Given the medication single dose weight is known from the single dose weight the user or caregiver has input in the application 114 or utilized the application 114 in conjunction with the monitoring station 104 or its load cell arrangement 120 to measure the weight or other Medication Data during the prescription setup, the application 114 is operable to estimate whether a dose was removed from the medication container 106.

For example if one dose weighs 1 gram and the system 200 measures a net weight at Lift Event of −10 grams followed by a measuring a net weight at Placement Event of +9 grams, the system 200 calculates a net −1 grams or less one dose. All the computation, storage, pattern forming, comparing, and analysis can be performed on the monitoring station 104 or partially on the monitoring station 104 and partially on at least one of the remote server 208 and computing device 116.

On the remote server 208 and/or on the application 114, each dosage change is tagged with a time stamp at which data was received at the server 208 or computing device 116. This time stamp indicates when the dosage was consumed or added.

The time and the dosage consumed is then compared against the prescription or Medication Data entered for the medication corresponding to that monitoring station 104 on the server 208 software and/or the application 114. The server 208 and/or the application 114 calculates the next time a dosage should be taken and restarts the interval timer based on the user input interval entered in the application 114. If the server receives proper event indicating the user has taken the right amount and quantity of the dosage at a specified time then it resets the timer for the next time the user needs to take a dose. If the server did not receive the correct dosage change event at the corresponding time, it will notify the user and/or caregiver that the prescription intake is due or overdue, or potentially consumed at a higher or lower dose than that prescribed.

In various embodiments, the notifications can occur in one or more manners. In various aspects, the notification can be displayed on the computing device 116, sent via text message or email to the user or caregiver, sent from the server 208 to the corresponding monitoring station 104, triggering that monitoring station 104 to display a visual indication such as light flashing via indicator lights 212 at the that station 104, or playing a sound or a prerecorded audio via speaker 214.

It is understood that a nutriment track and alert system according to various embodiments can be configured to leverage an aspect of a weight-measuring and communication system and protocol to achieve stated and unstated functions or goals.
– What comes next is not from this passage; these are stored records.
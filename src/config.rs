//! Environment configuration.

use std::env;
use std::str::FromStr;

use crate::charset::Charset;

/// How writes to the read-reserved keys `size` and `attributes` are treated.
#[derive(Debug, Clone, Copy, PartialEq, Eq, Default)]
pub enum ReservedWritePolicy {
    /// Store the attribute even though property reads will shadow it.
    #[default]
    Allow,
    /// Store it and log a warning.
    Warn,
    /// Refuse with `ScriptError::ReservedAttribute`.
    Reject,
}

impl FromStr for ReservedWritePolicy {
    type Err = String;

    fn from_str(value: &str) -> Result<Self, Self::Err> {
        match value.trim().to_ascii_lowercase().as_str() {
            "allow" => Ok(Self::Allow),
            "warn" => Ok(Self::Warn),
            "reject" => Ok(Self::Reject),
            other => Err(format!("unknown reserved write policy '{other}'")),
        }
    }
}

#[derive(Debug, Clone, PartialEq, Eq)]
pub struct EnvConfig {
    pub log_filter: Option<String>,
    pub default_charset: Charset,
    pub reserved_writes: ReservedWritePolicy,
}

impl Default for EnvConfig {
    fn default() -> Self {
        Self {
            log_filter: None,
            default_charset: Charset::utf8(),
            reserved_writes: ReservedWritePolicy::Allow,
        }
    }
}

impl EnvConfig {
    pub fn from_env() -> Self {
        let default_charset = match env_string_opt("FLOWFILE_SCRIPT_DEFAULT_CHARSET") {
            Some(label) => Charset::for_label(&label).unwrap_or_else(|err| {
                tracing::warn!("invalid FLOWFILE_SCRIPT_DEFAULT_CHARSET, ignoring: {err}");
                Charset::utf8()
            }),
            None => Charset::utf8(),
        };

        let reserved_writes = match env_string_opt("FLOWFILE_SCRIPT_RESERVED_WRITES") {
            Some(value) => value.parse().unwrap_or_else(|err| {
                tracing::warn!("invalid FLOWFILE_SCRIPT_RESERVED_WRITES, ignoring: {err}");
                ReservedWritePolicy::Allow
            }),
            None => ReservedWritePolicy::Allow,
        };

        Self {
            log_filter: env_string_opt("FLOWFILE_SCRIPT_LOG"),
            default_charset,
            reserved_writes,
        }
    }
}

fn env_string_opt(key: &str) -> Option<String> {
    env::var(key).ok().and_then(|value| {
        if value.trim().is_empty() {
            None
        } else {
            Some(value)
        }
    })
}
For example, in one embodiment, the application 114 can receive a preferred pharmacy information and pharmacy systems can serve as a gateway or web server. In such applications, for each medication container 106 the corresponding monitoring station 104 having with the weight-measuring system 118 or other suitable weight-measuring system can detect when all the medication therein has been consumed based on the quantity and weight of each dose entered in the application 114 and communicated to the corresponding monitoring station 104. The monitoring station 104 and/or the application 114 can be programmed or configured to communicate through a communication as stated above or similar communication protocol to the user's or caregiver's computing device 116 and/or to the pharmacy system to automatically trigger a refill order if one is available in the corresponding prescription.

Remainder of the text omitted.